O Ministério Público Estadual (MPE) apura a denúncia de que o ex-prefeito de Campinas, no interior de São Paulo, Antônio da Costa Santos, o Toninho do PT, teria sido assassinado a mando do empresário Ramiro Ferreira Júnior, diretor do Consórcio Ecocamp,

responsável pela coleta e tratamento do lixo na cidade. A acusação foi feita aos promotores do Grupo de Atuação, Repressão e Combate ao Crime Organizado (Gaeco) do município por um alto funcionário da empresa Bauruense, de Bauru, uma das companhias que compõem o consórcio.

Até, agora a morte de Toninho do PT, ocorrida em 10 de setembro de 2001, era atribuída a um crime comum praticado, supostamente, pelo seqüestrador Wanderson Nilton de Paula Lima, o "Andinho", preso em Presidente Bernardes, no oeste do Estado.

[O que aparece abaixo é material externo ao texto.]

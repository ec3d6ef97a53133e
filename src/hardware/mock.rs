//! Mock Hardware Implementations
//!
//! Simulated devices for tests and `--simulate` dry runs. All waiting uses
//! `tokio::time::sleep`, never `std::thread::sleep`.
//!
//! # Available Mocks
//!
//! - `SimulatedEndpoint` - motor controller that acknowledges every command
//!   with `ok` and records what it was sent
//! - `SimulatedEngine` - acquisition engine producing deterministic synthetic
//!   matrices after a configurable busy period

use crate::error::{AppResult, ScanError};
use crate::hardware::acquisition::AcquisitionEngine;
use crate::hardware::motion::MotionEndpoint;
use crate::storage::archive::WaveformMatrix;
use async_trait::async_trait;
use ndarray::{ArrayD, Dimension, IxDyn};
use parking_lot::Mutex;
use std::io;
use std::sync::atomic::{AtomicBool, AtomicUsize, Ordering};
use std::sync::Arc;
use tokio::time::{sleep, Duration, Instant};

// =============================================================================
// SimulatedEndpoint - Motor controller stand-in
// =============================================================================

/// Motor controller that acknowledges every command.
///
/// Clones share the command log, so a test can keep one clone while the
/// other is moved into a [`MotionController`](crate::hardware::motion::MotionController).
#[derive(Clone, Default)]
pub struct SimulatedEndpoint {
    log: Arc<Mutex<Vec<String>>>,
    fail_on: Option<String>,
    reply_delay: Duration,
}

impl SimulatedEndpoint {
    /// Endpoint answering `ok` immediately.
    pub fn new() -> Self {
        Self::default()
    }

    /// Answer `command` with a controller error code instead of `ok`.
    pub fn failing_on(mut self, command: &str) -> Self {
        self.fail_on = Some(command.to_string());
        self
    }

    /// Delay every acknowledgment.
    pub fn with_reply_delay(mut self, delay: Duration) -> Self {
        self.reply_delay = delay;
        self
    }

    /// Commands received so far, in order.
    pub fn commands(&self) -> Vec<String> {
        self.log.lock().clone()
    }
}

#[async_trait]
impl MotionEndpoint for SimulatedEndpoint {
    async fn send(&self, command: &str) -> io::Result<Vec<u8>> {
        self.log.lock().push(command.to_string());
        if !self.reply_delay.is_zero() {
            sleep(self.reply_delay).await;
        }
        if self.fail_on.as_deref() == Some(command) {
            return Ok(b"e 33".to_vec());
        }
        Ok(b"ok".to_vec())
    }
}

// =============================================================================
// SimulatedEngine - Acquisition engine stand-in
// =============================================================================

/// Counters shared between a [`SimulatedEngine`] and the test observing it.
#[derive(Debug, Default)]
pub struct EngineProbe {
    opened: AtomicBool,
    closed: AtomicBool,
    captures: AtomicUsize,
}

impl EngineProbe {
    /// Whether `open` was called.
    pub fn opened(&self) -> bool {
        self.opened.load(Ordering::SeqCst)
    }

    /// Whether `close` was called.
    pub fn closed(&self) -> bool {
        self.closed.load(Ordering::SeqCst)
    }

    /// Captures started so far.
    pub fn captures(&self) -> usize {
        self.captures.load(Ordering::SeqCst)
    }
}

type CaptureHook = Box<dyn Fn(usize) + Send + Sync>;

/// Acquisition engine that synthesizes a decaying tone burst per capture.
pub struct SimulatedEngine {
    shape: Vec<usize>,
    busy_for: Duration,
    stuck_from: Option<usize>,
    busy_until: Option<Instant>,
    stuck: bool,
    probe: Arc<EngineProbe>,
    hook: Option<CaptureHook>,
}

impl SimulatedEngine {
    /// Engine producing matrices of `shape`, samples along the first axis.
    pub fn new(shape: Vec<usize>) -> Self {
        Self {
            shape,
            busy_for: Duration::ZERO,
            stuck_from: None,
            busy_until: None,
            stuck: false,
            probe: Arc::default(),
            hook: None,
        }
    }

    /// Stay busy for `duration` after each start.
    pub fn with_busy_for(mut self, duration: Duration) -> Self {
        self.busy_for = duration;
        self
    }

    /// Never clear the busy indicator.
    pub fn stuck_busy(self) -> Self {
        self.stuck_from(1)
    }

    /// Never clear the busy indicator from the `capture`-th capture (1-based) on.
    pub fn stuck_from(mut self, capture: usize) -> Self {
        self.stuck_from = Some(capture);
        self
    }

    /// Call `hook` with the capture number each time a capture starts.
    pub fn on_capture(mut self, hook: impl Fn(usize) + Send + Sync + 'static) -> Self {
        self.hook = Some(Box::new(hook));
        self
    }

    /// Shared counters for this engine.
    pub fn probe(&self) -> Arc<EngineProbe> {
        Arc::clone(&self.probe)
    }

    fn synthesize(&self, capture: usize) -> AppResult<WaveformMatrix> {
        let phase = capture as f64 * 0.37;
        let array = ArrayD::from_shape_fn(IxDyn(&self.shape), |index| {
            let sample = index[0] as f64;
            let channel = index.slice().iter().skip(1).sum::<usize>() as f64;
            let envelope = (-sample / 200.0).exp();
            let value = 2000.0 * envelope * (0.3 * sample + 0.1 * channel + phase).sin();
            value as i16
        });
        WaveformMatrix::new(array)
    }
}

#[async_trait]
impl AcquisitionEngine for SimulatedEngine {
    async fn open(&mut self) -> AppResult<()> {
        self.probe.opened.store(true, Ordering::SeqCst);
        Ok(())
    }

    async fn start_acquisition(&mut self) -> AppResult<()> {
        if !self.probe.opened() {
            return Err(ScanError::Engine("simulated engine is not open".to_string()));
        }
        let capture = self.probe.captures.fetch_add(1, Ordering::SeqCst) + 1;
        self.stuck = self.stuck_from.is_some_and(|from| capture >= from);
        self.busy_until = Some(Instant::now() + self.busy_for);
        if let Some(hook) = &self.hook {
            hook(capture);
        }
        Ok(())
    }

    async fn is_busy(&mut self) -> AppResult<bool> {
        if self.stuck {
            return Ok(true);
        }
        Ok(self.busy_until.is_some_and(|until| Instant::now() < until))
    }

    async fn fetch_matrix(&mut self) -> AppResult<WaveformMatrix> {
        if self.busy_until.take().is_none() {
            return Err(ScanError::Engine("no capture to fetch".to_string()));
        }
        self.synthesize(self.probe.captures())
    }

    async fn close(&mut self) -> AppResult<()> {
        self.probe.closed.store(true, Ordering::SeqCst);
        Ok(())
    }
}

#[cfg(test)]
mod tests {
    use super::*;

    #[tokio::test]
    async fn endpoint_records_and_fails_on_request() {
        let endpoint = SimulatedEndpoint::new().failing_on("t 0");
        assert_eq!(endpoint.send("t 1").await.unwrap(), b"ok");
        assert_eq!(endpoint.send("t 0").await.unwrap(), b"e 33");
        assert_eq!(endpoint.commands(), vec!["t 1", "t 0"]);
    }

    #[tokio::test]
    async fn delayed_endpoint_logs_before_answering() {
        let endpoint = SimulatedEndpoint::new().with_reply_delay(Duration::from_millis(30));
        let started = Instant::now();
        let reply = endpoint.send("t 1").await.unwrap();

        assert_eq!(reply, b"ok");
        assert!(started.elapsed() >= Duration::from_millis(30));
        assert_eq!(endpoint.commands(), vec!["t 1"]);
    }

    #[tokio::test]
    async fn engine_lifecycle_and_busy_period() {
        let mut engine = SimulatedEngine::new(vec![64, 4]).with_busy_for(Duration::from_millis(20));
        let probe = engine.probe();

        assert!(engine.start_acquisition().await.is_err());
        engine.open().await.unwrap();
        engine.start_acquisition().await.unwrap();
        assert!(engine.is_busy().await.unwrap());

        sleep(Duration::from_millis(30)).await;
        assert!(!engine.is_busy().await.unwrap());

        let matrix = engine.fetch_matrix().await.unwrap();
        assert_eq!(matrix.shape(), &[64, 4]);
        assert!(engine.fetch_matrix().await.is_err());

        engine.close().await.unwrap();
        assert!(probe.opened() && probe.closed());
        assert_eq!(probe.captures(), 1);
    }

    #[tokio::test]
    async fn captures_differ_between_positions() {
        let mut engine = SimulatedEngine::new(vec![32, 2]);
        engine.open().await.unwrap();

        engine.start_acquisition().await.unwrap();
        let first = engine.fetch_matrix().await.unwrap();
        engine.start_acquisition().await.unwrap();
        let second = engine.fetch_matrix().await.unwrap();

        assert_ne!(first, second);
    }

    #[tokio::test]
    async fn stuck_from_later_capture() {
        let mut engine = SimulatedEngine::new(vec![8]).stuck_from(2);
        engine.open().await.unwrap();

        engine.start_acquisition().await.unwrap();
        assert!(!engine.is_busy().await.unwrap());
        engine.fetch_matrix().await.unwrap();

        engine.start_acquisition().await.unwrap();
        assert!(engine.is_busy().await.unwrap());
    }
}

Na nova versão, o ex-prefeito de Campinas foi morto porque, ao assumir, teria impedido a continuidade de um esquema corrupção e arrecadação por meio de preços superfaturados no serviço de limpeza urbana da cidade.

O ex-empregado da Bauruense, cuja identidade não foi revelada, disse ao MPE ter ouvido uma conversa entre um diretor da Ecocamp e Ferreira Júnior, na qual este teria dito que a saída seria "dar baixa no prefeito".

O Ministério Público informou não poder revelar o conteúdo total do depoimento porque foi obtido sob a condição de sigilo, mas que investigará a suspeita. De acordo com o denunciante, o empresário teria mandado matar Toninho do PT porque deixaria de continuar a arrecadar com o esquema, montado na gestão anterior, uma vez que o ex-prefeito, ao assumir a prefeitura, anunciou a revisão dos contratos e, posteriormente, reduziu em 40% os valores pagos ao consórcio.

Foi a segunda denúncia de corrupção envolvendo a Bauruense. A empresa é investigada por Comissão Parlamentar de Inquérito (CPI) dos Correios por ter cometido irregularidades na prestação de serviços por 13 anos para a empresa Furnas Centrais Elétricas.